[Opening Task inputs section]

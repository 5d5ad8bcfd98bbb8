//! Configuration, errors and logging

pub mod config;
pub mod error;
pub mod logging;

// Re-exports for convenience
pub use config::*;
pub use error::{AppError, AppResult};
pub use logging::{init_logger, parse_level};
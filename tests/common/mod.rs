//! Shared fixtures for the integration tests
//!
//! A migrated temporary SQLite database, the shipped `flows/agendar.yaml`
//! flow and the Spanish locale the conversations are asserted against.

pub mod fixtures;

#[allow(unused_imports)]
pub use fixtures::{agendar_flow, es, TestEnvironment};
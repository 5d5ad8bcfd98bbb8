//! Test doubles for the booking orchestration
//!
//! `RecordingLedger` stands in for the SQLite ledger and records every call in
//! order, so tests can assert on the event-before-job sequence and on
//! rollbacks without a database.
//!
//! ```rust
//! use tallerbot::testing::{LedgerCall, RecordingLedger};
//!
//! let ledger = RecordingLedger::new(42).failing_create_job();
//! assert!(ledger.calls().is_empty());
//! assert_ne!(LedgerCall::Begin, LedgerCall::Commit);
//! ```

use std::sync::{Arc, Mutex, MutexGuard};

use serde_json::Value as JsonValue;

use crate::core::error::{AppError, AppResult};
use crate::storage::jobs::{Job, JobEvent, JobEventType, JobLedger, LedgerTransaction, NewJob};

pub use crate::storage::MemorySessionStore;

/// One recorded ledger call.
#[derive(Debug, Clone, PartialEq, Eq)]
pub enum LedgerCall {
    Begin,
    NextJobId,
    CreateJobEvent { job_id: i64, event_type: JobEventType },
    CreateJob { job_id: i64 },
    Commit,
    Rollback,
}

/// Step at which a `RecordingLedger` transaction reports an error.
#[derive(Debug, Clone, Copy, PartialEq, Eq)]
pub enum FailAt {
    Begin,
    NextJobId,
    CreateJobEvent,
    CreateJob,
    Commit,
}

#[derive(Default)]
struct State {
    calls: Vec<LedgerCall>,
    next_id: i64,
    jobs: Vec<Job>,
    events: Vec<JobEvent>,
}

/// In-memory ledger that records calls and keeps committed rows.
#[derive(Clone)]
pub struct RecordingLedger {
    state: Arc<Mutex<State>>,
    fail_at: Option<FailAt>,
}

impl RecordingLedger {
    /// `first_id` is returned by the first `next_job_id` call.
    pub fn new(first_id: i64) -> Self {
        Self {
            state: Arc::new(Mutex::new(State {
                next_id: first_id,
                ..State::default()
            })),
            fail_at: None,
        }
    }

    pub fn failing_at(mut self, step: FailAt) -> Self {
        self.fail_at = Some(step);
        self
    }

    pub fn failing_create_job(self) -> Self {
        self.failing_at(FailAt::CreateJob)
    }

    pub fn calls(&self) -> Vec<LedgerCall> {
        self.lock().calls.clone()
    }

    /// Jobs from committed transactions only.
    pub fn jobs(&self) -> Vec<Job> {
        self.lock().jobs.clone()
    }

    /// Events from committed transactions only.
    pub fn events(&self) -> Vec<JobEvent> {
        self.lock().events.clone()
    }

    fn lock(&self) -> MutexGuard<'_, State> {
        self.state.lock().unwrap_or_else(|poisoned| poisoned.into_inner())
    }

    fn check(&self, step: FailAt) -> AppResult<()> {
        if self.fail_at == Some(step) {
            return Err(AppError::Validation(format!("injected failure at {:?}", step)));
        }
        Ok(())
    }
}

impl JobLedger for RecordingLedger {
    fn begin(&self) -> AppResult<Box<dyn LedgerTransaction + '_>> {
        self.lock().calls.push(LedgerCall::Begin);
        self.check(FailAt::Begin)?;
        Ok(Box::new(RecordingTransaction {
            ledger: self,
            jobs: Vec::new(),
            events: Vec::new(),
        }))
    }
}

struct RecordingTransaction<'a> {
    ledger: &'a RecordingLedger,
    jobs: Vec<Job>,
    events: Vec<JobEvent>,
}

impl RecordingTransaction<'_> {
    fn record(&self, call: LedgerCall) {
        self.ledger.lock().calls.push(call);
    }
}

impl LedgerTransaction for RecordingTransaction<'_> {
    fn next_job_id(&mut self) -> AppResult<i64> {
        self.record(LedgerCall::NextJobId);
        self.ledger.check(FailAt::NextJobId)?;
        let mut state = self.ledger.lock();
        let id = state.next_id;
        state.next_id += 1;
        Ok(id)
    }

    fn create_job_event(&mut self, job_id: i64, event_type: JobEventType, payload: &JsonValue) -> AppResult<JobEvent> {
        self.record(LedgerCall::CreateJobEvent { job_id, event_type });
        self.ledger.check(FailAt::CreateJobEvent)?;
        let event = JobEvent {
            event_id: self.events.len() as i64 + 1,
            job_id,
            event_type,
            payload: payload.clone(),
            created_at: String::new(),
        };
        self.events.push(event.clone());
        Ok(event)
    }

    fn create_job(&mut self, job: &NewJob) -> AppResult<Job> {
        let job_id = job.job_id.unwrap_or_default();
        self.record(LedgerCall::CreateJob { job_id });
        self.ledger.check(FailAt::CreateJob)?;
        let created = Job {
            job_id,
            telegram_user_id: job.telegram_user_id,
            telegram_chat_id: job.telegram_chat_id,
            customer_name: job.customer_name.clone(),
            customer_phone: job.customer_phone.clone(),
            vehicle_make_model: job.vehicle_make_model.clone(),
            problem_description: job.problem_description.clone(),
            scheduled_date: job.scheduled_date.clone(),
            current_status: job.current_status,
            progress_percentage: 0,
            internal_notes: None,
            created_at: String::new(),
            updated_at: String::new(),
        };
        self.jobs.push(created.clone());
        Ok(created)
    }

    fn commit(self: Box<Self>) -> AppResult<()> {
        self.record(LedgerCall::Commit);
        self.ledger.check(FailAt::Commit)?;
        let Self { ledger, jobs, events } = *self;
        let mut state = ledger.lock();
        state.jobs.extend(jobs);
        state.events.extend(events);
        Ok(())
    }

    fn rollback(self: Box<Self>) -> AppResult<()> {
        self.record(LedgerCall::Rollback);
        Ok(())
    }
}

[Closing Task inputs section]

The task calls for every line of the material to be reproduced precisely.

● Output of the task
repository 5d5ad8bcfd98bbb8
//! Configuration, errors and logging

pub mod config;
pub mod error;
pub mod logging;

// Re-exports for convenience
pub use config::*;
pub use error::{AppError, AppResult};
pub use logging::{init_logger, parse_level};
filename tests/common/mod.rs
//! Shared fixtures for the integration tests
//!
//! A migrated temporary SQLite database, the shipped `flows/agendar.yaml`
//! flow and the Spanish locale the conversations are asserted against.

pub mod fixtures;

#[allow(unused_imports)]
pub use fixtures::{agendar_flow, es, TestEnvironment};
repository 5d5ad8bcfd98bbb8
//! Test doubles for the booking orchestration
//!
//! `RecordingLedger` stands in for the SQLite ledger and records every call in
//! order, so tests can assert on the event-before-job sequence and on
//! rollbacks without a database.
//!
//! ```rust
//! use tallerbot::testing::{LedgerCall, RecordingLedger};
//!
//! let ledger = RecordingLedger::new(42).failing_create_job();
//! assert!(ledger.calls().is_empty());
//! assert_ne!(LedgerCall::Begin, LedgerCall::Commit);
//! ```

use std::sync::{Arc, Mutex, MutexGuard};

use serde_json::Value as JsonValue;

use crate::core::error::{AppError, AppResult};
use crate::storage::jobs::{Job, JobEvent, JobEventType, JobLedger, LedgerTransaction, NewJob};

pub use crate::storage::MemorySessionStore;

/// One recorded ledger call.
#[derive(Debug, Clone, PartialEq, Eq)]
pub enum LedgerCall {
    Begin,
    NextJobId,
    CreateJobEvent { job_id: i64, event_type: JobEventType },
    CreateJob { job_id: i64 },
    Commit,
    Rollback,
}

/// Step at which a `RecordingLedger` transaction reports an error.
#[derive(Debug, Clone, Copy, PartialEq, Eq)]
pub enum FailAt {
    Begin,
    NextJobId,
    CreateJobEvent,
    CreateJob,
    Commit,
}

#[derive(Default)]
struct State {
    calls: Vec<LedgerCall>,
    next_id: i64,
    jobs: Vec<Job>,
    events: Vec<JobEvent>,
}

/// In-memory ledger that records calls and keeps committed rows.
#[derive(Clone)]
pub struct RecordingLedger {
    state: Arc<Mutex<State>>,
    fail_at: Option<FailAt>,
}

impl RecordingLedger {
    /// `first_id` is returned by the first `next_job_id` call.
    pub fn new(first_id: i64) -> Self {
        Self {
            state: Arc::new(Mutex::new(State {
                next_id: first_id,
                ..State::default()
            })),
            fail_at: None,
        }
    }

    pub fn failing_at(mut self, step: FailAt) -> Self {
        self.fail_at = Some(step);
        self
    }

    pub fn failing_create_job(self) -> Self {
        self.failing_at(FailAt::CreateJob)
    }

    pub fn calls(&self) -> Vec<LedgerCall> {
        self.lock().calls.clone()
    }

    /// Jobs from committed transactions only.
    pub fn jobs(&self) -> Vec<Job> {
        self.lock().jobs.clone()
    }

    /// Events from committed transactions only.
    pub fn events(&self) -> Vec<JobEvent> {
        self.lock().events.clone()
    }

    fn lock(&self) -> MutexGuard<'_, State> {
        self.state.lock().unwrap_or_else(|poisoned| poisoned.into_inner())
    }

    fn check(&self, step: FailAt) -> AppResult<()> {
        if self.fail_at == Some(step) {
            return Err(AppError::Validation(format!("injected failure at {:?}", step)));
        }
        Ok(())
    }
}

impl JobLedger for RecordingLedger {
    fn begin(&self) -> AppResult<Box<dyn LedgerTransaction + '_>> {
        self.lock().calls.push(LedgerCall::Begin);
        self.check(FailAt::Begin)?;
        Ok(Box::new(RecordingTransaction {
            ledger: self,
            jobs: Vec::new(),
            events: Vec::new(),
        }))
    }
}

struct RecordingTransaction<'a> {
    ledger: &'a RecordingLedger,
    jobs: Vec<Job>,
    events: Vec<JobEvent>,
}

impl RecordingTransaction<'_> {
    fn record(&self, call: LedgerCall) {
        self.ledger.lock().calls.push(call);
    }
}

impl LedgerTransaction for RecordingTransaction<'_> {
    fn next_job_id(&mut self) -> AppResult<i64> {
        self.record(LedgerCall::NextJobId);
        self.ledger.check(FailAt::NextJobId)?;
        let mut state = self.ledger.lock();
        let id = state.next_id;
        state.next_id += 1;
        Ok(id)
    }

    fn create_job_event(&mut self, job_id: i64, event_type: JobEventType, payload: &JsonValue) -> AppResult<JobEvent> {
        self.record(LedgerCall::CreateJobEvent { job_id, event_type });
        self.ledger.check(FailAt::CreateJobEvent)?;
        let event = JobEvent {
            event_id: self.events.len() as i64 + 1,
            job_id,
            event_type,
            payload: payload.clone(),
            created_at: String::new(),
        };
        self.events.push(event.clone());
        Ok(event)
    }

    fn create_job(&mut self, job: &NewJob) -> AppResult<Job> {
        let job_id = job.job_id.unwrap_or_default();
        self.record(LedgerCall::CreateJob { job_id });
        self.ledger.check(FailAt::CreateJob)?;
        let created = Job {
            job_id,
            telegram_user_id: job.telegram_user_id,
            telegram_chat_id: job.telegram_chat_id,
            customer_name: job.customer_name.clone(),
            customer_phone: job.customer_phone.clone(),
            vehicle_make_model: job.vehicle_make_model.clone(),
            problem_description: job.problem_description.clone(),
            scheduled_date: job.scheduled_date.clone(),
            current_status: job.current_status,
            progress_percentage: 0,
            internal_notes: None,
            created_at: String::new(),
            updated_at: String::new(),
        };
        self.jobs.push(created.clone());
        Ok(created)
    }

    fn commit(self: Box<Self>) -> AppResult<()> {
        self.record(LedgerCall::Commit);
        self.ledger.check(FailAt::Commit)?;
        let Self { ledger, jobs, events } = *self;
        let mut state = ledger.lock();
        state.jobs.extend(jobs);
        state.events.extend(events);
        Ok(())
    }

    fn rollback(self: Box<Self>) -> AppResult<()> {
        self.record(LedgerCall::Rollback);
        Ok(())
    }
}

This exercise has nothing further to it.